Quantitative Fluorescence Imaging of Chemophototherapy Drug Pharmacokinetics Using Laparoscopic SFDI

Chemophototherapy (CPT) is an emerging cancer treatment that leverages the synergistic effects of photodynamic therapy (PDT) and chemotherapy. This approach utilizes photosensitizers like Porphyrin-Phospholipid (PoP) and combined with chemotherapeutic like Doxorubicin (Dox) to enable light-triggered drug release and targeted tumor destruction. Here, we present the validation of a wide-field laparoscopic spatial frequency domain imaging (SFDI) system in an ovarian cancer model. The system allows quantitative fluorescence imaging to obtain absolute drug concentrations in vivo to obtain the absolute concentrations of PoP and Dox fluorescence by correcting for tissue absorption and scattering effects. Fluorescence imaging revealed a significant reduction (~25%, p < 0.001) in PoP concentration in tumor regions post-illumination, demonstrating PDT-mediated photobleaching. Next, the Dox release experiment showed an increase of ~13 µg/mL Dox concentration at the local site. The ability to quantify both PoP and Dox fluorescence concentrations with a laparoscopic system underscores its potential for intraoperative monitoring of CPT efficacy. These findings indicate wide-field laparoscopic SFDI as a promising tool for guiding minimally invasive PDT and targeted drug delivery in preclinical and future clinical settings.

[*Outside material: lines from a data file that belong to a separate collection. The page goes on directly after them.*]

// ==========================================
// 考试监考排班系统 - 配置管理器
// ==========================================
// 职责: 配置加载、查询、覆写管理
// 存储: config_kv 表 (key-value + scope)
// ==========================================

use crate::config::settings_reader_trait::SettingsReader;
use crate::db::open_sqlite_connection;
use rusqlite::{params, Connection};
use serde_json::json;
use std::collections::HashMap;
use std::error::Error;
use std::sync::{Arc, Mutex};

/// 支持的消息语言
pub const SUPPORTED_LOCALES: [&str; 2] = ["en", "zh-CN"];

// ==========================================
// ConfigManager - 配置管理器
// ==========================================
pub struct ConfigManager {
    conn: Arc<Mutex<Connection>>,
}

impl ConfigManager {
    /// 创建新的 ConfigManager 实例
    ///
    /// # 参数
    /// - db_path: 数据库文件路径
    pub fn new(db_path: &str) -> Result<Self, Box<dyn Error>> {
        let conn = open_sqlite_connection(db_path)?;
        Self::from_connection(Arc::new(Mutex::new(conn)))
    }

    /// 从已有连接创建 ConfigManager
    ///
    /// 说明：会对传入连接再次应用统一 PRAGMA（幂等），并确保 config_kv 表存在。
    pub fn from_connection(conn: Arc<Mutex<Connection>>) -> Result<Self, Box<dyn Error>> {
        {
            let conn_guard = conn.lock().map_err(|e| format!("锁获取失败: {}", e))?;
            crate::db::configure_sqlite_connection(&conn_guard)?;
            conn_guard.execute_batch(
                r#"
                CREATE TABLE IF NOT EXISTS config_kv (
                    scope_id TEXT NOT NULL,
                    key TEXT NOT NULL,
                    value TEXT NOT NULL,
                    updated_at TEXT NOT NULL DEFAULT (datetime('now')),
                    PRIMARY KEY (scope_id, key)
                );
                "#,
            )?;
        }

        Ok(Self { conn })
    }

    /// 从 config_kv 表读取配置值（scope_id='global'）
    ///
    /// # 返回
    /// - Some(String): 配置值
    /// - None: 配置不存在
    fn get_config_value(&self, key: &str) -> Result<Option<String>, Box<dyn Error>> {
        let conn = self.conn.lock().map_err(|e| format!("锁获取失败: {}", e))?;

        let result = conn.query_row(
            "SELECT value FROM config_kv WHERE scope_id = 'global' AND key = ?1",
            params![key],
            |row| row.get::<_, String>(0),
        );

        match result {
            Ok(value) => Ok(Some(value)),
            Err(rusqlite::Error::QueryReturnedNoRows) => Ok(None),
            Err(e) => Err(Box::new(e)),
        }
    }

    /// 读取 global scope 的配置值（公开方法，供其他模块复用）
    pub fn get_global_config_value(&self, key: &str) -> Result<Option<String>, Box<dyn Error>> {
        self.get_config_value(key)
    }

    /// 从 config_kv 表读取配置值，带默认值
    fn get_config_or_default(&self, key: &str, default: &str) -> Result<String, Box<dyn Error>> {
        Ok(self
            .get_config_value(key)?
            .map(|v| v.trim().to_string())
            .filter(|v| !v.is_empty())
            .unwrap_or_else(|| default.to_string()))
    }

    /// 写入 global scope 配置（UPSERT）
    pub fn set_value(&self, key: &str, value: &str) -> Result<(), Box<dyn Error>> {
        if key.trim().is_empty() {
            return Err("配置键不能为空".into());
        }

        let conn = self.conn.lock().map_err(|e| format!("锁获取失败: {}", e))?;
        conn.execute(
            "INSERT INTO config_kv (scope_id, key, value) VALUES ('global', ?1, ?2)
             ON CONFLICT(scope_id, key) DO UPDATE SET value = ?2, updated_at = datetime('now')",
            params![key, value],
        )?;
        Ok(())
    }

    /// 获取所有配置的快照（JSON格式）
    pub fn get_config_snapshot(&self) -> Result<String, Box<dyn Error>> {
        let conn = self.conn.lock().map_err(|e| format!("锁获取失败: {}", e))?;

        let mut stmt = conn.prepare(
            "SELECT key, value FROM config_kv WHERE scope_id = 'global' ORDER BY key"
        )?;

        let mut config_map: HashMap<String, String> = HashMap::new();
        let rows = stmt.query_map([], |row| {
            Ok((
                row.get::<_, String>(0)?,
                row.get::<_, String>(1)?,
            ))
        })?;

        for row in rows {
            let (key, value) = row?;
            config_map.insert(key, value);
        }

        let json_value = json!(config_map);
        Ok(serde_json::to_string(&json_value)?)
    }
}

// ==========================================
// SettingsReader Trait 实现
// ==========================================
impl SettingsReader for ConfigManager {
    fn get_assignment_store_key(&self) -> Result<String, Box<dyn Error>> {
        self.get_config_or_default(config_keys::ASSIGNMENT_STORE_KEY, defaults::ASSIGNMENT_STORE_KEY)
    }

    fn get_upcoming_limit(&self) -> Result<usize, Box<dyn Error>> {
        let default_limit = defaults::UPCOMING_LIMIT.to_string();
        let value = self.get_config_or_default(config_keys::UPCOMING_LIMIT, &default_limit)?;
        match value.parse::<usize>() {
            Ok(limit) if limit > 0 => Ok(limit),
            _ => {
                tracing::warn!(
                    config_key = config_keys::UPCOMING_LIMIT,
                    raw_value = %value,
                    "近期监考条数配置格式错误，使用默认值"
                );
                Ok(defaults::UPCOMING_LIMIT)
            }
        }
    }

    fn get_locale(&self) -> Result<String, Box<dyn Error>> {
        let value = self.get_config_or_default(config_keys::LOCALE, defaults::LOCALE)?;
        if SUPPORTED_LOCALES.contains(&value.as_str()) {
            Ok(value)
        } else {
            tracing::warn!(
                config_key = config_keys::LOCALE,
                raw_value = %value,
                "不支持的语言配置，使用默认值"
            );
            Ok(defaults::LOCALE.to_string())
        }
    }
}

// ==========================================
// 配置键常量
// ==========================================
pub mod config_keys {
    // 存储
    pub const ASSIGNMENT_STORE_KEY: &str = "store.assignment_key";

    // 教师门户
    pub const UPCOMING_LIMIT: &str = "portal.upcoming_limit";

    // 界面
    pub const LOCALE: &str = "app.locale";
}

// ==========================================
// 默认值
// ==========================================
pub mod defaults {
    pub const ASSIGNMENT_STORE_KEY: &str = "examAssignments";
    pub const UPCOMING_LIMIT: usize = 5;
    pub const LOCALE: &str = "en";
}
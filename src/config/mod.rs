// ==========================================
// 考试监考排班系统 - 配置层
// ==========================================
// 职责: 系统配置管理
// 存储: config_kv 表
// ==========================================

pub mod config_manager;
pub mod settings_reader_trait;

// 重导出核心配置管理器
pub use config_manager::{config_keys, defaults, ConfigManager, SUPPORTED_LOCALES};
pub use settings_reader_trait::SettingsReader;
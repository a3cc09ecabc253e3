// ==========================================
// 考试监考排班系统 - 只读查询视图
// ==========================================
// 职责: 基于 (分配集合, 目录快照) 的派生投影
// 约束: 无副作用，每次按需重新计算，不做缓存
// ==========================================

use crate::domain::assignment::Assignment;
use crate::domain::directory::DirectorySnapshot;
use crate::domain::exam::{time_bucket, Exam, ExamId};
use chrono::NaiveDate;
use serde::Serialize;
use std::collections::{BTreeSet, HashSet};

/// 统计摘要
#[derive(Debug, Clone, PartialEq, Eq, Serialize)]
pub struct StatsSummary {
    pub total_exams: usize,
    pub assigned_exams: usize,
    pub unassigned_exams: usize,
    pub total_teachers: usize,
    pub total_halls: usize,
    pub total_assignments: usize,
}

// ==========================================
// QueryView - 查询视图
// ==========================================
pub struct QueryView<'a> {
    assignments: &'a [Assignment],
    directory: &'a DirectorySnapshot,
}

impl<'a> QueryView<'a> {
    pub fn new(assignments: &'a [Assignment], directory: &'a DirectorySnapshot) -> Self {
        Self {
            assignments,
            directory,
        }
    }

    fn assigned_exam_ids(&self) -> HashSet<&'a ExamId> {
        self.assignments.iter().map(|a| &a.exam_id).collect()
    }

    /// 未分配考试（保持目录顺序）
    pub fn unassigned_exams(&self) -> Vec<&'a Exam> {
        let assigned = self.assigned_exam_ids();
        self.directory
            .exams
            .iter()
            .filter(|e| !assigned.contains(&e.id))
            .collect()
    }

    /// 统计摘要
    pub fn stats_summary(&self) -> StatsSummary {
        let total_exams = self.directory.exams.len();
        let unassigned_exams = self.unassigned_exams().len();
        StatsSummary {
            total_exams,
            assigned_exams: total_exams - unassigned_exams,
            unassigned_exams,
            total_teachers: self.directory.teachers.len(),
            total_halls: self.directory.halls.len(),
            total_assignments: self.assignments.len(),
        }
    }

    /// 教师当前承担的分配数
    pub fn load_by_teacher(&self, teacher_id: i64) -> usize {
        load_by_teacher(self.assignments, teacher_id)
    }

    /// 考场被占用的分配数
    pub fn bookings_by_hall(&self, hall_id: i64) -> usize {
        bookings_by_hall(self.assignments, hall_id)
    }
}

// ==========================================
// 仅依赖分配集合的投影
// ==========================================
// 目录不可用时教师仍可查看本人已存储的监考

pub fn load_by_teacher(assignments: &[Assignment], teacher_id: i64) -> usize {
    assignments.iter().filter(|a| a.teacher_id == teacher_id).count()
}

pub fn bookings_by_hall(assignments: &[Assignment], hall_id: i64) -> usize {
    assignments.iter().filter(|a| a.hall_id == hall_id).count()
}

/// 某教师的全部分配（保持集合顺序）
pub fn assignments_for_teacher(assignments: &[Assignment], teacher_id: i64) -> Vec<&Assignment> {
    assignments.iter().filter(|a| a.teacher_id == teacher_id).collect()
}

/// 某教师即将到来的监考（日期 >= today，按日期、时间升序，取前 limit 条）
pub fn upcoming_for_teacher(
    assignments: &[Assignment],
    teacher_id: i64,
    today: NaiveDate,
    limit: usize,
) -> Vec<&Assignment> {
    let mut upcoming: Vec<&Assignment> = assignments_for_teacher(assignments, teacher_id)
        .into_iter()
        .filter(|a| a.exam_date >= today)
        .collect();
    upcoming.sort_by(|a, b| {
        a.exam_date
            .cmp(&b.exam_date)
            .then_with(|| time_bucket(a.exam_time.as_deref()).cmp(&time_bucket(b.exam_time.as_deref())))
    });
    upcoming.truncate(limit);
    upcoming
}

/// 某教师涉及的考场名（首次出现顺序去重，忽略空名）
pub fn halls_for_teacher(assignments: &[Assignment], teacher_id: i64) -> Vec<String> {
    let mut seen = HashSet::new();
    assignments_for_teacher(assignments, teacher_id)
        .into_iter()
        .map(|a| a.hall_name.trim())
        .filter(|name| !name.is_empty())
        .filter(|name| seen.insert(name.to_string()))
        .map(str::to_string)
        .collect()
}

/// 某教师有监考的日期
pub fn duty_dates_for_teacher(assignments: &[Assignment], teacher_id: i64) -> BTreeSet<NaiveDate> {
    assignments_for_teacher(assignments, teacher_id)
        .into_iter()
        .map(|a| a.exam_date)
        .collect()
}
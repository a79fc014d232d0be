// Customer Dashboard - Aggregator
// Per-customer transaction totals, in customer order

use crate::model::{Customer, Transaction};
use serde::Serialize;

/// One chart category: a customer's name and the sum of their amounts
#[derive(Debug, Clone, PartialEq, Serialize)]
pub struct Aggregate {
    pub name: String,
    pub total: f64,
}

/// Transactions attributed to `customer`, in transaction-list order
pub fn transactions_for<'a>(
    customer: &'a Customer,
    transactions: &'a [Transaction],
) -> impl Iterator<Item = &'a Transaction> + 'a {
    transactions.iter().filter(move |t| t.belongs_to(customer))
}

/// One entry per customer, same order as `customers`. Customers without
/// transactions total 0; transactions pointing at no customer are ignored.
pub fn compute_totals(customers: &[Customer], transactions: &[Transaction]) -> Vec<Aggregate> {
    customers
        .iter()
        .map(|customer| Aggregate {
            name: customer.name.clone(),
            total: transactions_for(customer, transactions)
                .fold(0.0, |sum, t| sum + t.amount),
        })
        .collect()
}
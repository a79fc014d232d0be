use anyhow::{Context, Result};
use clap::{Parser, Subcommand};
use std::fs;
use std::path::PathBuf;
use tracing_subscriber::EnvFilter;

use customer_dashboard::{html, source, Dashboard, DEFAULT_SOURCE};

#[derive(Parser, Debug)]
#[command(version, about = "Customer transactions dashboard")]
struct Cli {
    /// Path or http(s) URL of customer.json
    #[arg(long, default_value = DEFAULT_SOURCE)]
    source: String,

    #[command(subcommand)]
    command: Option<Command>,
}

#[derive(Subcommand, Debug)]
enum Command {
    /// Interactive terminal dashboard (default)
    Tui,
    /// Write the HTML dashboard page once
    Render {
        /// Output file; stdout when omitted
        #[arg(long)]
        output: Option<PathBuf>,
    },
    /// Print the per-customer totals
    Totals,
}

fn main() -> Result<()> {
    tracing_subscriber::fmt()
        .with_env_filter(
            EnvFilter::try_from_default_env().unwrap_or_else(|_| EnvFilter::new("warn")),
        )
        .with_writer(std::io::stderr)
        .init();

    let cli = Cli::parse();

    match cli.command.unwrap_or(Command::Tui) {
        Command::Tui => run_ui_mode(&cli.source),
        Command::Render { output } => run_render(&cli.source, output),
        Command::Totals => run_totals(&cli.source),
    }
}

fn load(location: &str) -> Result<Dashboard> {
    let source = source::open(location)?;
    let mut dashboard = Dashboard::new();
    dashboard.load(source.as_ref());
    Ok(dashboard)
}

fn run_render(location: &str, output: Option<PathBuf>) -> Result<()> {
    let page = html::render_page(&load(location)?);

    match output {
        Some(path) => fs::write(&path, page)
            .with_context(|| format!("failed to write {}", path.display()))?,
        None => print!("{}", page),
    }

    Ok(())
}

fn run_totals(location: &str) -> Result<()> {
    let dashboard = load(location)?;

    for aggregate in dashboard.aggregates() {
        println!("{}\t{}", aggregate.name, aggregate.total);
    }

    Ok(())
}

#[cfg(feature = "tui")]
fn run_ui_mode(location: &str) -> Result<()> {
    use customer_dashboard::ui;

    let source = source::open(location)?;
    let mut app = ui::App::new(source);
    ui::run_ui(&mut app)
}

#[cfg(not(feature = "tui"))]
fn run_ui_mode(_location: &str) -> Result<()> {
    anyhow::bail!(
        "TUI mode not available; rebuild with `--features tui` or run `dashboard-server --features server`"
    )
}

Fluence Rate-Dependent Kinetics of Light-Triggered Liposomal Doxorubicin Assessed by Quantitative Fluorescence-Based Endoscopic Probe

Liposomal doxorubicin (Dox), a treatment option for recurrent ovarian cancer, often suffers from suboptimal biodistribution and efficacy, which might be addressed with precision drug delivery systems. Here, we introduce a catheter-based endoscopic probe designed for multispectral, quantitative monitoring of light-triggered drug release. This tool utilizes red-light photosensitive porphyrin−phospholipid (PoP), which is encapsulated in liposome bilayers to enhance targeted drug delivery. By integrating diffuse reflectance and fluorescence spectroscopy, our approach not only corrects for the effects of tissue optical properties but also ensures accurate drug delivery to deep-seated tumors. Preliminary results validate the probe’s effectiveness in controlled settings, highlighting its potential for future clinical adaptation. This study sets the stage for in vivo applications, enabling the exploration of next-generation treatment paradigms for the management of cancer that involve optimizing chemotherapy administration for precision and control.